Exercise brief
The complete listing below should be transcribed precisely.

BEGIN Input for this task

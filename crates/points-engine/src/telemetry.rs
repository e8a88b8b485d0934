use crate::config::TelemetryConfig;
use tracing_subscriber::filter::ParseError;
use tracing_subscriber::EnvFilter;

#[derive(Debug, thiserror::Error)]
pub enum TelemetryError {
    #[error("invalid log filter '{value}'")]
    Filter {
        value: String,
        #[source]
        source: ParseError,
    },
    #[error("failed to install tracing subscriber: {0}")]
    Install(Box<dyn std::error::Error + Send + Sync>),
}

/// Installs the global tracing subscriber. `RUST_LOG` takes precedence over
/// the configured level so verbosity can be raised per run without touching
/// the service configuration.
pub fn init(config: &TelemetryConfig) -> Result<(), TelemetryError> {
    let filter = match EnvFilter::try_from_default_env() {
        Ok(filter) => filter,
        Err(_) => {
            EnvFilter::try_new(&config.log_level).map_err(|source| TelemetryError::Filter {
                value: config.log_level.clone(),
                source,
            })?
        }
    };

    tracing_subscriber::fmt()
        .with_env_filter(filter)
        .with_target(false)
        .with_ansi(false)
        .compact()
        .try_init()
        .map_err(TelemetryError::Install)
}
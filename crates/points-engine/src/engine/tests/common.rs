use std::sync::{Arc, Mutex};

use chrono::{NaiveDate, NaiveDateTime};
use rust_decimal::Decimal;

use crate::engine::clock::Clock;
use crate::engine::domain::{ApprovedSubmission, StageId, SubmissionId, YearMonth};
use crate::engine::service::PointsEngine;
use crate::engine::store::MemoryPointsStore;

/// Clock whose readings are set explicitly by the test.
pub(super) struct ManualClock {
    now: Mutex<NaiveDateTime>,
}

impl ManualClock {
    pub(super) fn new(at: NaiveDateTime) -> Self {
        Self { now: Mutex::new(at) }
    }

    pub(super) fn set(&self, at: NaiveDateTime) {
        *self.now.lock().expect("clock mutex poisoned") = at;
    }
}

impl Clock for ManualClock {
    fn now(&self) -> NaiveDateTime {
        *self.now.lock().expect("clock mutex poisoned")
    }
}

pub(super) fn dt(year: i32, month: u32, day: u32, hour: u32, minute: u32) -> NaiveDateTime {
    NaiveDate::from_ymd_opt(year, month, day)
        .expect("valid date")
        .and_hms_opt(hour, minute, 0)
        .expect("valid time")
}

pub(super) fn ym(year: i32, month: u32) -> YearMonth {
    YearMonth::new(year, month).expect("valid year-month")
}

pub(super) fn dec(raw: &str) -> Decimal {
    raw.parse().expect("valid decimal literal")
}

pub(super) type TestEngine = PointsEngine<MemoryPointsStore, ManualClock>;

pub(super) fn engine_at(
    at: NaiveDateTime,
) -> (Arc<MemoryPointsStore>, Arc<ManualClock>, Arc<TestEngine>) {
    let store = Arc::new(MemoryPointsStore::default());
    let clock = Arc::new(ManualClock::new(at));
    let engine = Arc::new(PointsEngine::new(store.clone(), clock.clone()));
    (store, clock, engine)
}

pub(super) fn approved(
    id: &str,
    nickname: &str,
    stage: StageId,
    team_count: u32,
    submitted_at: NaiveDateTime,
) -> ApprovedSubmission {
    ApprovedSubmission {
        submission_id: SubmissionId(id.to_string()),
        nickname: nickname.to_string(),
        stage,
        team_count,
        submitted_at,
    }
}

END Input for this task

Exercise answer
filename crates/points-engine/src/telemetry.rs
repository e8a88b8b485d0934
use crate::config::TelemetryConfig;
use tracing_subscriber::filter::ParseError;
use tracing_subscriber::EnvFilter;

#[derive(Debug, thiserror::Error)]
pub enum TelemetryError {
    #[error("invalid log filter '{value}'")]
    Filter {
        value: String,
        #[source]
        source: ParseError,
    },
    #[error("failed to install tracing subscriber: {0}")]
    Install(Box<dyn std::error::Error + Send + Sync>),
}

/// Installs the global tracing subscriber. `RUST_LOG` takes precedence over
/// the configured level so verbosity can be raised per run without touching
/// the service configuration.
pub fn init(config: &TelemetryConfig) -> Result<(), TelemetryError> {
    let filter = match EnvFilter::try_from_default_env() {
        Ok(filter) => filter,
        Err(_) => {
            EnvFilter::try_new(&config.log_level).map_err(|source| TelemetryError::Filter {
                value: config.log_level.clone(),
                source,
            })?
        }
    };

    tracing_subscriber::fmt()
        .with_env_filter(filter)
        .with_target(false)
        .with_ansi(false)
        .compact()
        .try_init()
        .map_err(TelemetryError::Install)
}
filename crates/points-engine/src/engine/tests/common.rs
use std::sync::{Arc, Mutex};

use chrono::{NaiveDate, NaiveDateTime};
use rust_decimal::Decimal;

use crate::engine::clock::Clock;
use crate::engine::domain::{ApprovedSubmission, StageId, SubmissionId, YearMonth};
use crate::engine::service::PointsEngine;
use crate::engine::store::MemoryPointsStore;

/// Clock whose readings are set explicitly by the test.
pub(super) struct ManualClock {
    now: Mutex<NaiveDateTime>,
}

impl ManualClock {
    pub(super) fn new(at: NaiveDateTime) -> Self {
        Self { now: Mutex::new(at) }
    }

    pub(super) fn set(&self, at: NaiveDateTime) {
        *self.now.lock().expect("clock mutex poisoned") = at;
    }
}

impl Clock for ManualClock {
    fn now(&self) -> NaiveDateTime {
        *self.now.lock().expect("clock mutex poisoned")
    }
}

pub(super) fn dt(year: i32, month: u32, day: u32, hour: u32, minute: u32) -> NaiveDateTime {
    NaiveDate::from_ymd_opt(year, month, day)
        .expect("valid date")
        .and_hms_opt(hour, minute, 0)
        .expect("valid time")
}

pub(super) fn ym(year: i32, month: u32) -> YearMonth {
    YearMonth::new(year, month).expect("valid year-month")
}

pub(super) fn dec(raw: &str) -> Decimal {
    raw.parse().expect("valid decimal literal")
}

pub(super) type TestEngine = PointsEngine<MemoryPointsStore, ManualClock>;

pub(super) fn engine_at(
    at: NaiveDateTime,
) -> (Arc<MemoryPointsStore>, Arc<ManualClock>, Arc<TestEngine>) {
    let store = Arc::new(MemoryPointsStore::default());
    let clock = Arc::new(ManualClock::new(at));
    let engine = Arc::new(PointsEngine::new(store.clone(), clock.clone()));
    (store, clock, engine)
}

pub(super) fn approved(
    id: &str,
    nickname: &str,
    stage: StageId,
    team_count: u32,
    submitted_at: NaiveDateTime,
) -> ApprovedSubmission {
    ApprovedSubmission {
        submission_id: SubmissionId(id.to_string()),
        nickname: nickname.to_string(),
        stage,
        team_count,
        submitted_at,
    }
}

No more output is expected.